The goal of this documents is to compare some tuned and untuned models on a "baseline" dataset. We want to predict whether AE in 2020 goes above 3. We are only using 2019 data here! Next steps will be adding time-dependent data (e.g. COVID deaths per week per zipcode).
library(tidyverse)
library(tidymodels)
library(probably)
library(themis)
library(feather)
library(magrittr)
library(skimr)
library(vip)
per <- read_feather("data/simulation_data/all_persons.feather")
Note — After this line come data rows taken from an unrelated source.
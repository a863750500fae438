//! Single-page scraping: cache, then escalating fetch, then extraction
//!
//! URLs that name a PDF or DOCX file skip the escalator: they are
//! downloaded as bytes and run through [`crate::document`] instead.

use serde::{Deserialize, Serialize};
use std::collections::BTreeMap;
use std::sync::Arc;
use std::time::{Duration, Instant};
use tracing::{debug, error, info, warn};

use crate::cache::{fingerprint, ContentCache};
use crate::document::{detect_document, download, extract_document, Document, DocumentKind, DownloadedBody};
use crate::extract::{
    extract_with, reading_time_seconds, ExtractOptions, Format, PageContent, PageMetadata,
    StructuredData,
};
use crate::fetch::{BrowserAction, FetchEscalator, FetchOptions, ProxyPool, RawPage};
use crate::normalize_url;
use crate::storage::JobResult;
use crate::tasks::AbortOnDrop;

/// Request for model-driven extraction, handled outside this crate
///
/// Carried so that such requests bypass the content cache.
#[derive(Debug, Clone, PartialEq, Serialize, Deserialize)]
pub struct ExtractionRequest {
    #[serde(default, skip_serializing_if = "Option::is_none")]
    pub prompt: Option<String>,
    #[serde(default, skip_serializing_if = "Option::is_none")]
    pub schema: Option<serde_json::Value>,
}

/// How a single page is fetched and which formats are extracted
#[derive(Debug, Clone, PartialEq, Serialize, Deserialize)]
#[serde(default)]
pub struct ScrapeOptions {
    pub formats: Vec<Format>,
    pub only_main_content: bool,
    pub include_tags: Vec<String>,
    pub exclude_tags: Vec<String>,
    /// Milliseconds to wait after load; anything above zero needs a browser
    pub wait_for: u64,
    /// Per-strategy timeout in milliseconds
    pub timeout: u64,
    pub actions: Vec<BrowserAction>,
    pub use_proxy: bool,
    #[serde(skip_serializing_if = "Option::is_none")]
    pub extract: Option<ExtractionRequest>,
}

impl Default for ScrapeOptions {
    fn default() -> Self {
        Self {
            formats: vec![Format::Markdown],
            only_main_content: true,
            include_tags: Vec::new(),
            exclude_tags: Vec::new(),
            wait_for: 0,
            timeout: 30_000,
            actions: Vec::new(),
            use_proxy: false,
            extract: None,
        }
    }
}

impl ScrapeOptions {
    pub fn wants(&self, format: Format) -> bool {
        self.formats.contains(&format)
    }

    /// Returns false for requests whose output depends on more than the URL
    pub fn is_cacheable(&self) -> bool {
        self.actions.is_empty() && !self.wants(Format::Screenshot) && self.extract.is_none()
    }

    pub fn needs_browser(&self) -> bool {
        self.fetch_options().needs_browser()
    }

    /// Adds `format` if it is not already requested
    pub fn with_format(mut self, format: Format) -> Self {
        if !self.wants(format) {
            self.formats.push(format);
        }
        self
    }

    pub fn fetch_options(&self) -> FetchOptions {
        FetchOptions {
            timeout: Duration::from_millis(self.timeout),
            actions: self.actions.clone(),
            screenshot: self.wants(Format::Screenshot),
            wait_for_ms: self.wait_for,
            use_proxy: self.use_proxy,
        }
    }

    pub fn extract_options(&self) -> ExtractOptions {
        ExtractOptions {
            only_main_content: self.only_main_content,
            include_tags: self.include_tags.clone(),
            exclude_tags: self.exclude_tags.clone(),
        }
    }
}

/// Glue between the content cache, the escalator and the extractor
///
/// Never fails: every problem ends up as a failed [`JobResult`].
#[derive(Clone)]
pub struct Scraper {
    escalator: Arc<FetchEscalator>,
    cache: Option<Arc<ContentCache>>,
    cache_ttl: Duration,
    user_agent: Option<String>,
}

impl Scraper {
    pub fn new(escalator: Arc<FetchEscalator>) -> Self {
        Self {
            escalator,
            cache: None,
            cache_ttl: Duration::ZERO,
            user_agent: None,
        }
    }

    /// User agent for document downloads
    pub fn with_user_agent(mut self, user_agent: &str) -> Self {
        self.user_agent = Some(user_agent.to_string());
        self
    }

    pub fn with_cache(mut self, cache: Arc<ContentCache>, ttl: Duration) -> Self {
        self.cache = Some(cache);
        self.cache_ttl = ttl;
        self
    }

    pub fn escalator(&self) -> &FetchEscalator {
        &self.escalator
    }

    pub async fn scrape(
        &self,
        url: &str,
        options: &ScrapeOptions,
        proxies: Option<&ProxyPool>,
    ) -> JobResult {
        let normalized = match normalize_url(url) {
            Ok(normalized) => normalized,
            Err(e) => return JobResult::failure(url, e.to_string()),
        };
        let url = normalized.as_str();

        let cache_key = match &self.cache {
            Some(_) if options.is_cacheable() => Some(fingerprint(url, &options.formats)),
            _ => None,
        };

        if let (Some(cache), Some(key)) = (&self.cache, &cache_key) {
            if let Some(content) = cache.get(key) {
                debug!("Cache hit for {}", url);
                return JobResult::success(url, content);
            }
        }

        if DocumentKind::from_url(url).is_some() {
            let result = self.scrape_document(url, options, proxies).await;
            if let (Some(cache), Some(key), Some(content)) = (&self.cache, cache_key, &result.content) {
                if result.success {
                    cache.put(key, content.clone(), self.cache_ttl);
                }
            }
            return result;
        }

        let outcome = match self
            .escalator
            .fetch(url, &options.fetch_options(), proxies)
            .await
        {
            Ok(outcome) => outcome,
            Err(e) => {
                warn!("Fetch failed for {}: {}", url, e);
                return JobResult::failure(url, e.to_string());
            }
        };

        let mut content = extract_with(&outcome.page, &options.formats, &options.extract_options());
        content.metadata.strategy = Some(outcome.strategy);
        content.metadata.elapsed_ms = Some(outcome.elapsed_ms);

        if !outcome.page.is_success() {
            let error = format!("HTTP {}", outcome.page.status);
            return JobResult {
                content: Some(content),
                ..JobResult::failure(url, error)
            };
        }

        if outcome.usable {
            if let (Some(cache), Some(key)) = (&self.cache, cache_key) {
                cache.put(key, content.clone(), self.cache_ttl);
            }
        }

        JobResult::success(url, content)
    }

    /// Runs [`scrape`](Self::scrape) on a task of its own
    ///
    /// A panic while scraping becomes a failed result for `url` rather than
    /// unwinding into the caller.
    pub async fn scrape_isolated(
        &self,
        url: &str,
        options: &ScrapeOptions,
        proxies: Option<Arc<ProxyPool>>,
    ) -> JobResult {
        let scraper = self.clone();
        let target = url.to_string();
        let options = options.clone();
        let handle = tokio::spawn(async move {
            scraper.scrape(&target, &options, proxies.as_deref()).await
        });
        let _guard = AbortOnDrop(handle.abort_handle());

        match handle.await {
            Ok(result) => result,
            Err(e) if e.is_panic() => {
                error!("Scrape of {} panicked", url);
                JobResult::failure(url, "task panicked")
            }
            Err(e) => JobResult::failure(url, format!("task failed: {}", e)),
        }
    }

    async fn scrape_document(
        &self,
        url: &str,
        options: &ScrapeOptions,
        proxies: Option<&ProxyPool>,
    ) -> JobResult {
        let started = Instant::now();
        let proxy = if options.use_proxy {
            proxies.and_then(ProxyPool::pick)
        } else {
            None
        };
        let timeout = Duration::from_millis(options.timeout);

        let mut body = match download(url, timeout, self.user_agent.as_deref(), proxy).await {
            Ok(body) => body,
            Err(e) => {
                warn!("Document download failed for {}: {}", url, e);
                return JobResult::failure(url, e.to_string());
            }
        };
        if !body.is_success() {
            return JobResult::failure(url, format!("HTTP {}", body.status));
        }

        let Some(kind) = detect_document(&body.url, body.content_type.as_deref(), &body.bytes) else {
            debug!("{} redirected to a web page, extracting as HTML", url);
            let page = RawPage {
                url: body.url.clone(),
                status: body.status,
                body: String::from_utf8_lossy(&body.bytes).into_owned(),
                headers: body
                    .content_type
                    .iter()
                    .map(|ct| ("content-type".to_string(), ct.clone()))
                    .collect(),
                ..RawPage::default()
            };
            let mut content = extract_with(&page, &options.formats, &options.extract_options());
            content.metadata.elapsed_ms = Some(started.elapsed().as_millis() as u64);
            return JobResult::success(url, content);
        };

        let size = body.bytes.len();
        let document = match extract_document(kind, std::mem::take(&mut body.bytes)).await {
            Ok(document) => document,
            Err(e) => {
                warn!("Could not extract {} from {}: {}", kind, url, e);
                return JobResult::failure(url, e.to_string());
            }
        };
        info!(
            "Extracted {} from {} ({} bytes, {} words)",
            kind, url, size, document.word_count
        );

        let mut content = document_content(document, kind, &body, size, options);
        content.metadata.elapsed_ms = Some(started.elapsed().as_millis() as u64);
        JobResult::success(url, content)
    }
}

/// Maps an extracted document onto the requested formats
///
/// Markdown carries the rendered document; structured data carries its
/// properties as meta tags. Link lists are empty.
fn document_content(
    document: Document,
    kind: DocumentKind,
    body: &DownloadedBody,
    size: usize,
    options: &ScrapeOptions,
) -> PageContent {
    let structured = options.wants(Format::StructuredData).then(|| {
        let mut meta_tags = document.properties.clone();
        meta_tags.insert("document_type".to_string(), kind.to_string());
        meta_tags.insert("word_count".to_string(), document.word_count.to_string());
        if let Some(author) = &document.author {
            meta_tags.insert("author".to_string(), author.clone());
        }
        StructuredData {
            meta_tags,
            ..StructuredData::default()
        }
    });

    let response_headers: BTreeMap<String, String> = body
        .content_type
        .iter()
        .map(|ct| ("content-type".to_string(), ct.clone()))
        .collect();

    PageContent {
        markdown: options.wants(Format::Markdown).then(|| document.markdown.clone()),
        links: options.wants(Format::Links).then(Vec::new),
        structured_data: structured,
        metadata: PageMetadata {
            source_url: body.url.clone(),
            status_code: body.status,
            title: document.title,
            word_count: document.word_count,
            reading_time_seconds: reading_time_seconds(document.word_count),
            content_length: size,
            response_headers,
            ..PageMetadata::default()
        },
        ..PageContent::default()
    }
}
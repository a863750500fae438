//! Crawler module
//!
//! This module contains the breadth-first crawl:
//! - `frontier`: the deduplicating FIFO of URLs to visit
//! - `engine`: the bounded-concurrency fetch loop that drives it

mod engine;
mod frontier;

pub use engine::{CrawlEngine, CrawlError, CrawlOutcome, MAX_CRAWL_CONCURRENCY};
pub use frontier::{Frontier, FrontierEntry, FrontierRules, Rejection};
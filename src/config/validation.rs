use crate::config::types::{
    BrowserConfig, CacheConfig, Config, FetchConfig, JobsConfig, ProxyConfig, RateLimitConfig,
    StorageConfig,
};
use crate::ConfigError;
use url::Url;

/// Validates the entire configuration
pub fn validate(config: &Config) -> Result<(), ConfigError> {
    validate_fetch_config(&config.fetch)?;
    validate_browser_config(&config.browser)?;
    validate_cache_config(&config.cache)?;
    validate_rate_limits(&config.rate_limits)?;
    validate_jobs_config(&config.jobs)?;
    validate_storage_config(&config.storage)?;
    validate_proxy_config(&config.proxy)?;
    Ok(())
}

/// Validates fetch escalation configuration
fn validate_fetch_config(config: &FetchConfig) -> Result<(), ConfigError> {
    if config.sufficient_bytes == 0 {
        return Err(ConfigError::Validation(
            "sufficient-bytes must be > 0".to_string(),
        ));
    }

    if config.partial_bytes > config.sufficient_bytes {
        return Err(ConfigError::Validation(format!(
            "partial-bytes ({}) must not exceed sufficient-bytes ({})",
            config.partial_bytes, config.sufficient_bytes
        )));
    }

    if config.timeout_ms < 100 {
        return Err(ConfigError::Validation(format!(
            "timeout-ms must be >= 100ms, got {}ms",
            config.timeout_ms
        )));
    }

    if config.robots_timeout_ms == 0 {
        return Err(ConfigError::Validation(
            "robots-timeout-ms must be > 0".to_string(),
        ));
    }

    if config.user_agent.trim().is_empty() {
        return Err(ConfigError::Validation(
            "user-agent cannot be empty".to_string(),
        ));
    }

    for pattern in &config.hard_domains {
        validate_domain_pattern(pattern)?;
    }

    Ok(())
}

fn validate_browser_config(config: &BrowserConfig) -> Result<(), ConfigError> {
    if config.pool_size < 1 || config.pool_size > 64 {
        return Err(ConfigError::Validation(format!(
            "browser pool-size must be between 1 and 64, got {}",
            config.pool_size
        )));
    }

    if let Some(service_url) = &config.service_url {
        let url = Url::parse(service_url)
            .map_err(|e| ConfigError::InvalidUrl(format!("Invalid service-url: {}", e)))?;
        if url.scheme() != "http" && url.scheme() != "https" {
            return Err(ConfigError::InvalidUrl(format!(
                "service-url must be http(s), got '{}'",
                service_url
            )));
        }
    }

    Ok(())
}

fn validate_cache_config(config: &CacheConfig) -> Result<(), ConfigError> {
    if config.enabled && config.ttl_seconds == 0 {
        return Err(ConfigError::Validation(
            "cache ttl-seconds must be > 0 when the cache is enabled".to_string(),
        ));
    }
    Ok(())
}

fn validate_rate_limits(config: &RateLimitConfig) -> Result<(), ConfigError> {
    let limits = [
        ("scrape", config.scrape),
        ("crawl", config.crawl),
        ("batch", config.batch),
        ("search", config.search),
        ("map", config.map),
    ];

    for (name, limit) in limits {
        if limit == 0 {
            return Err(ConfigError::Validation(format!(
                "rate limit for {} must be >= 1 per minute",
                name
            )));
        }
    }

    Ok(())
}

fn validate_jobs_config(config: &JobsConfig) -> Result<(), ConfigError> {
    let workers = [
        ("scrape-workers", config.scrape_workers),
        ("crawl-workers", config.crawl_workers),
        ("batch-workers", config.batch_workers),
        ("search-workers", config.search_workers),
        ("map-workers", config.map_workers),
        ("queue-capacity", config.queue_capacity),
        ("max-batch-size", config.max_batch_size),
        ("max-batch-concurrency", config.max_batch_concurrency),
        ("max-search-results", config.max_search_results),
        ("max-crawl-concurrency", config.max_crawl_concurrency),
    ];

    for (name, value) in workers {
        if value == 0 {
            return Err(ConfigError::Validation(format!("{} must be >= 1", name)));
        }
    }

    if config.max_crawl_pages == 0 {
        return Err(ConfigError::Validation(
            "max-crawl-pages must be >= 1".to_string(),
        ));
    }

    if config.poll_interval_ms == 0 {
        return Err(ConfigError::Validation(
            "poll-interval-ms must be > 0".to_string(),
        ));
    }

    Ok(())
}

fn validate_storage_config(config: &StorageConfig) -> Result<(), ConfigError> {
    if let Some(path) = &config.database_path {
        if path.trim().is_empty() {
            return Err(ConfigError::Validation(
                "database-path cannot be empty".to_string(),
            ));
        }
    }
    Ok(())
}

fn validate_proxy_config(config: &ProxyConfig) -> Result<(), ConfigError> {
    for proxy in &config.urls {
        let url = Url::parse(proxy)
            .map_err(|e| ConfigError::InvalidUrl(format!("Invalid proxy URL '{}': {}", proxy, e)))?;

        if !matches!(url.scheme(), "http" | "https" | "socks5" | "socks5h") {
            return Err(ConfigError::InvalidUrl(format!(
                "Unsupported proxy scheme '{}' in '{}'",
                url.scheme(),
                proxy
            )));
        }

        if url.host_str().is_none() {
            return Err(ConfigError::InvalidUrl(format!(
                "Proxy URL '{}' has no host",
                proxy
            )));
        }
    }
    Ok(())
}

/// Validates a domain pattern (supports wildcards)
fn validate_domain_pattern(pattern: &str) -> Result<(), ConfigError> {
    if pattern.is_empty() {
        return Err(ConfigError::InvalidPattern(
            "Domain pattern cannot be empty".to_string(),
        ));
    }

    if let Some(domain) = pattern.strip_prefix("*.") {
        validate_domain_string(domain)?;
    } else {
        validate_domain_string(pattern)?;
    }

    Ok(())
}

/// Validates a domain string (without wildcard prefix)
fn validate_domain_string(domain: &str) -> Result<(), ConfigError> {
    if domain.is_empty() {
        return Err(ConfigError::InvalidPattern(
            "Domain cannot be empty".to_string(),
        ));
    }

    if !domain
        .chars()
        .all(|c| c.is_alphanumeric() || c == '.' || c == '-')
    {
        return Err(ConfigError::InvalidPattern(format!(
            "Domain '{}' contains invalid characters",
            domain
        )));
    }

    if domain.starts_with('.')
        || domain.ends_with('.')
        || domain.starts_with('-')
        || domain.ends_with('-')
    {
        return Err(ConfigError::InvalidPattern(format!(
            "Domain '{}' cannot start or end with '.' or '-'",
            domain
        )));
    }

    if domain.contains("..") {
        return Err(ConfigError::InvalidPattern(format!(
            "Domain '{}' cannot contain consecutive dots",
            domain
        )));
    }

    if !domain.contains('.') {
        return Err(ConfigError::InvalidPattern(format!(
            "Domain '{}' must contain at least one dot (e.g., 'example.com')",
            domain
        )));
    }

    Ok(())
}
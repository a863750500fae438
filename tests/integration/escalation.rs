//! Escalation, proxy and cache behaviour through the public fetch API

use crate::common::{article, challenge, ok_page, policy, ScriptedStrategy};
use harvest_engine::cache::ContentCache;
use harvest_engine::extract::Format;
use harvest_engine::fetch::{
    EscalationPolicy, FetchEscalator, FetchOptions, FetchStrategy, Proxy, ProxyPool, RawPage,
    StrategyKind,
};
use harvest_engine::scrape::{ScrapeOptions, Scraper};
use harvest_engine::FetchError;
use std::sync::Arc;
use std::time::Duration;

fn chain(strategies: &[&Arc<ScriptedStrategy>]) -> Vec<Arc<dyn FetchStrategy>> {
    strategies
        .iter()
        .map(|s| Arc::clone(s) as Arc<dyn FetchStrategy>)
        .collect()
}

#[tokio::test]
async fn test_sufficient_content_stops_escalation() {
    let impersonated = ScriptedStrategy::serving(StrategyKind::ImpersonatedClient, article(8000));
    let generic = ScriptedStrategy::serving(StrategyKind::GenericClient, article(9000));
    let browser = ScriptedStrategy::serving(StrategyKind::BrowserStandard, article(9000));
    let escalator = FetchEscalator::new(chain(&[&impersonated, &generic, &browser]), policy());

    let outcome = escalator
        .fetch("https://news.example.com/story", &FetchOptions::default(), None)
        .await
        .unwrap();

    assert_eq!(outcome.strategy, StrategyKind::ImpersonatedClient);
    assert!(outcome.usable);
    assert_eq!(outcome.attempts, vec![StrategyKind::ImpersonatedClient]);
    assert_eq!(generic.calls(), 0);
    assert_eq!(browser.calls(), 0);
}

#[tokio::test]
async fn test_challenge_page_escalates_to_browser() {
    let impersonated = ScriptedStrategy::serving(StrategyKind::ImpersonatedClient, challenge());
    let generic = ScriptedStrategy::failing(StrategyKind::GenericClient);
    let browser = ScriptedStrategy::serving(StrategyKind::BrowserStandard, article(6000));
    let escalator = FetchEscalator::new(chain(&[&impersonated, &generic, &browser]), policy());

    let outcome = escalator
        .fetch("https://shop.example.com/", &FetchOptions::default(), None)
        .await
        .unwrap();

    assert_eq!(outcome.strategy, StrategyKind::BrowserStandard);
    assert_eq!(
        outcome.attempts,
        vec![
            StrategyKind::ImpersonatedClient,
            StrategyKind::GenericClient,
            StrategyKind::BrowserStandard
        ]
    );
}

#[tokio::test]
async fn test_small_usable_page_keeps_escalating_but_wins_if_nothing_better() {
    let impersonated = ScriptedStrategy::serving(StrategyKind::ImpersonatedClient, article(600));
    let generic = ScriptedStrategy::failing(StrategyKind::GenericClient);
    let escalator = FetchEscalator::new(chain(&[&impersonated, &generic]), policy());

    let outcome = escalator
        .fetch("https://blog.example.com/", &FetchOptions::default(), None)
        .await
        .unwrap();

    assert_eq!(generic.calls(), 1);
    assert_eq!(outcome.strategy, StrategyKind::ImpersonatedClient);
    assert!(outcome.usable);
}

#[tokio::test]
async fn test_hard_domain_skips_generic_client() {
    let impersonated = ScriptedStrategy::serving(StrategyKind::ImpersonatedClient, challenge());
    let generic = ScriptedStrategy::serving(StrategyKind::GenericClient, article(9000));
    let browser = ScriptedStrategy::serving(StrategyKind::BrowserStandard, article(9000));
    let policy = EscalationPolicy {
        hard_domains: vec!["walled.example".to_string()],
        ..policy()
    };
    let escalator = FetchEscalator::new(chain(&[&impersonated, &generic, &browser]), policy);

    let outcome = escalator
        .fetch("https://www.walled.example/jobs", &FetchOptions::default(), None)
        .await
        .unwrap();

    assert_eq!(generic.calls(), 0);
    assert_eq!(outcome.strategy, StrategyKind::BrowserStandard);
}

#[tokio::test]
async fn test_browser_only_request_skips_http_clients() {
    let impersonated = ScriptedStrategy::serving(StrategyKind::ImpersonatedClient, article(9000));
    let browser = ScriptedStrategy::serving(StrategyKind::BrowserStandard, article(9000));
    let escalator = FetchEscalator::new(chain(&[&impersonated, &browser]), policy());

    let options = FetchOptions {
        screenshot: true,
        ..FetchOptions::default()
    };
    let outcome = escalator
        .fetch("https://example.com/", &options, None)
        .await
        .unwrap();

    assert_eq!(impersonated.calls(), 0);
    assert_eq!(outcome.strategy, StrategyKind::BrowserStandard);
}

#[tokio::test]
async fn test_one_proxy_for_whole_escalation() {
    let impersonated = ScriptedStrategy::serving(StrategyKind::ImpersonatedClient, challenge());
    let generic = ScriptedStrategy::serving(StrategyKind::GenericClient, challenge());
    let browser = ScriptedStrategy::serving(StrategyKind::BrowserStandard, article(9000));
    let escalator = FetchEscalator::new(chain(&[&impersonated, &generic, &browser]), policy());

    let pool = ProxyPool::new(
        (1..=5)
            .map(|i| Proxy::from_url(&format!("http://proxy{}.local:8080", i)).unwrap())
            .collect(),
    );
    let options = FetchOptions {
        use_proxy: true,
        ..FetchOptions::default()
    };

    for _ in 0..10 {
        escalator
            .fetch("https://example.com/", &options, Some(&pool))
            .await
            .unwrap();
    }

    let seen: Vec<Option<String>> = impersonated
        .proxies_seen()
        .into_iter()
        .zip(generic.proxies_seen())
        .zip(browser.proxies_seen())
        .map(|((a, b), c)| {
            assert_eq!(a, b);
            assert_eq!(b, c);
            a
        })
        .collect();
    assert_eq!(seen.len(), 10);
    assert!(seen.iter().all(Option::is_some));
}

#[tokio::test]
async fn test_no_proxy_unless_requested() {
    let generic = ScriptedStrategy::serving(StrategyKind::GenericClient, article(9000));
    let escalator = FetchEscalator::new(chain(&[&generic]), policy());
    let pool = ProxyPool::new(vec![Proxy::from_url("http://proxy.local:8080").unwrap()]);

    escalator
        .fetch("https://example.com/", &FetchOptions::default(), Some(&pool))
        .await
        .unwrap();

    assert_eq!(generic.proxies_seen(), vec![None]);
}

#[tokio::test]
async fn test_all_strategies_failing_is_exhausted() {
    let impersonated = ScriptedStrategy::failing(StrategyKind::ImpersonatedClient);
    let generic = ScriptedStrategy::failing(StrategyKind::GenericClient);
    let escalator = FetchEscalator::new(chain(&[&impersonated, &generic]), policy());

    let err = escalator
        .fetch("https://down.example.com/", &FetchOptions::default(), None)
        .await
        .unwrap_err();

    assert!(matches!(err, FetchError::Exhausted { .. }));
    assert!(!err.is_transient());
}

#[tokio::test]
async fn test_blocked_everywhere_returns_largest_response() {
    let impersonated = ScriptedStrategy::serving(StrategyKind::ImpersonatedClient, challenge());
    let generic = ScriptedStrategy::new(StrategyKind::GenericClient, |url| {
        Ok(RawPage {
            status: 403,
            ..ok_page(url, &format!("<html><body>{}</body></html>", "Forbidden. ".repeat(50)))
        })
    });
    let escalator = FetchEscalator::new(chain(&[&impersonated, &generic]), policy());

    let outcome = escalator
        .fetch("https://example.com/", &FetchOptions::default(), None)
        .await
        .unwrap();

    assert!(!outcome.usable);
    assert_eq!(outcome.strategy, StrategyKind::GenericClient);
    assert_eq!(outcome.page.status, 403);
}

#[tokio::test]
async fn test_cache_hit_avoids_strategies() {
    let generic = ScriptedStrategy::serving(StrategyKind::GenericClient, article(6000));
    let escalator = Arc::new(FetchEscalator::new(chain(&[&generic]), policy()));
    let scraper =
        Scraper::new(escalator).with_cache(Arc::new(ContentCache::new()), Duration::from_secs(60));

    let options = ScrapeOptions::default();
    let first = scraper.scrape("https://example.com/a#top", &options, None).await;
    let second = scraper.scrape("https://example.com/a", &options, None).await;

    assert!(first.success && second.success);
    assert_eq!(generic.calls(), 1);
    assert_eq!(
        first.content.unwrap().markdown,
        second.content.unwrap().markdown
    );
}

#[tokio::test]
async fn test_cache_keyed_by_formats() {
    let generic = ScriptedStrategy::serving(StrategyKind::GenericClient, article(6000));
    let escalator = Arc::new(FetchEscalator::new(chain(&[&generic]), policy()));
    let scraper =
        Scraper::new(escalator).with_cache(Arc::new(ContentCache::new()), Duration::from_secs(60));

    let markdown = ScrapeOptions::default();
    let with_links = ScrapeOptions::default().with_format(Format::Links);
    scraper.scrape("https://example.com/a", &markdown, None).await;
    scraper.scrape("https://example.com/a", &with_links, None).await;

    assert_eq!(generic.calls(), 2);
}

#[tokio::test]
async fn test_screenshot_requests_bypass_cache() {
    let browser = ScriptedStrategy::new(StrategyKind::BrowserStandard, |url| {
        Ok(RawPage {
            screenshot: Some("iVBORw0KGgo=".to_string()),
            ..ok_page(url, &article(6000))
        })
    });
    let escalator = Arc::new(FetchEscalator::new(chain(&[&browser]), policy()));
    let scraper =
        Scraper::new(escalator).with_cache(Arc::new(ContentCache::new()), Duration::from_secs(60));

    let options = ScrapeOptions::default().with_format(Format::Screenshot);
    let first = scraper.scrape("https://example.com/", &options, None).await;
    scraper.scrape("https://example.com/", &options, None).await;

    assert_eq!(browser.calls(), 2);
    assert_eq!(
        first.content.unwrap().screenshot.as_deref(),
        Some("iVBORw0KGgo=")
    );
}

#[tokio::test]
async fn test_failed_fetch_is_not_cached() {
    let generic = ScriptedStrategy::new(StrategyKind::GenericClient, |url| {
        Ok(RawPage {
            status: 503,
            ..ok_page(url, "<html><body>Service temporarily unavailable</body></html>")
        })
    });
    let escalator = Arc::new(FetchEscalator::new(chain(&[&generic]), policy()));
    let cache = Arc::new(ContentCache::new());
    let scraper = Scraper::new(escalator).with_cache(Arc::clone(&cache), Duration::from_secs(60));

    let result = scraper
        .scrape("https://example.com/", &ScrapeOptions::default(), None)
        .await;

    assert!(!result.success);
    assert_eq!(result.error.as_deref(), Some("HTTP 503"));
    assert!(result.content.is_some());
    assert!(cache.is_empty());
}
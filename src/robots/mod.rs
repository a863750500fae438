//! Robots.txt handling module
//!
//! Fetches, parses and caches robots.txt files. Any failure to obtain a
//! robots.txt file is treated as "allow everything".

mod cache;
mod parser;

pub use cache::RobotsCache;
pub use parser::RobotsRules;

use std::time::Duration;
use tracing::debug;

/// Builds the client used for robots.txt requests
pub fn robots_client(user_agent: &str, timeout: Duration) -> Result<reqwest::Client, reqwest::Error> {
    reqwest::Client::builder()
        .user_agent(user_agent)
        .timeout(timeout)
        .build()
}

/// Fetches `{origin}/robots.txt`
///
/// Network errors, non-2xx responses and unreadable bodies all yield
/// [`RobotsRules::allow_all`].
pub async fn fetch_robots(client: &reqwest::Client, origin: &str) -> RobotsRules {
    let url = format!("{}/robots.txt", origin.trim_end_matches('/'));

    let response = match client.get(&url).send().await {
        Ok(response) => response,
        Err(e) => {
            debug!("robots.txt unavailable at {}: {}", url, e);
            return RobotsRules::allow_all();
        }
    };

    if !response.status().is_success() {
        debug!("robots.txt at {} returned {}", url, response.status());
        return RobotsRules::allow_all();
    }

    match response.text().await {
        Ok(body) => RobotsRules::from_content(&body),
        Err(e) => {
            debug!("Failed to read robots.txt at {}: {}", url, e);
            RobotsRules::allow_all()
        }
    }
}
Compute some summary statistic for each client.
clients <-
per %>%
group_by(client) %>%
summarize(
zip3 = first(zip3),
size = n(),
volume = sum(FaceAmt),
avg_qx = mean(qx),
avg_age = mean(Age),
per_male = sum(Sex == "Male") / size,
per_blue_collar = sum(collar == "blue") / size,
expected = sum(qx * FaceAmt),
actual_2020 = sum(FaceAmt[year == 2020], na.rm = TRUE),
ae_2020 = actual_2020 / expected,
actual_2019 = sum(FaceAmt[year == 2019], na.rm = TRUE),
ae_2019 = actual_2019 / expected,
adverse = as_factor(if_else(ae_2020 > 3, "ae > 3", "ae < 3"))
) %>%
relocate(adverse, ae_2020, .after = zip3) %>%
mutate(adverse = fct_relevel(adverse, c("ae > 3", "ae < 3")))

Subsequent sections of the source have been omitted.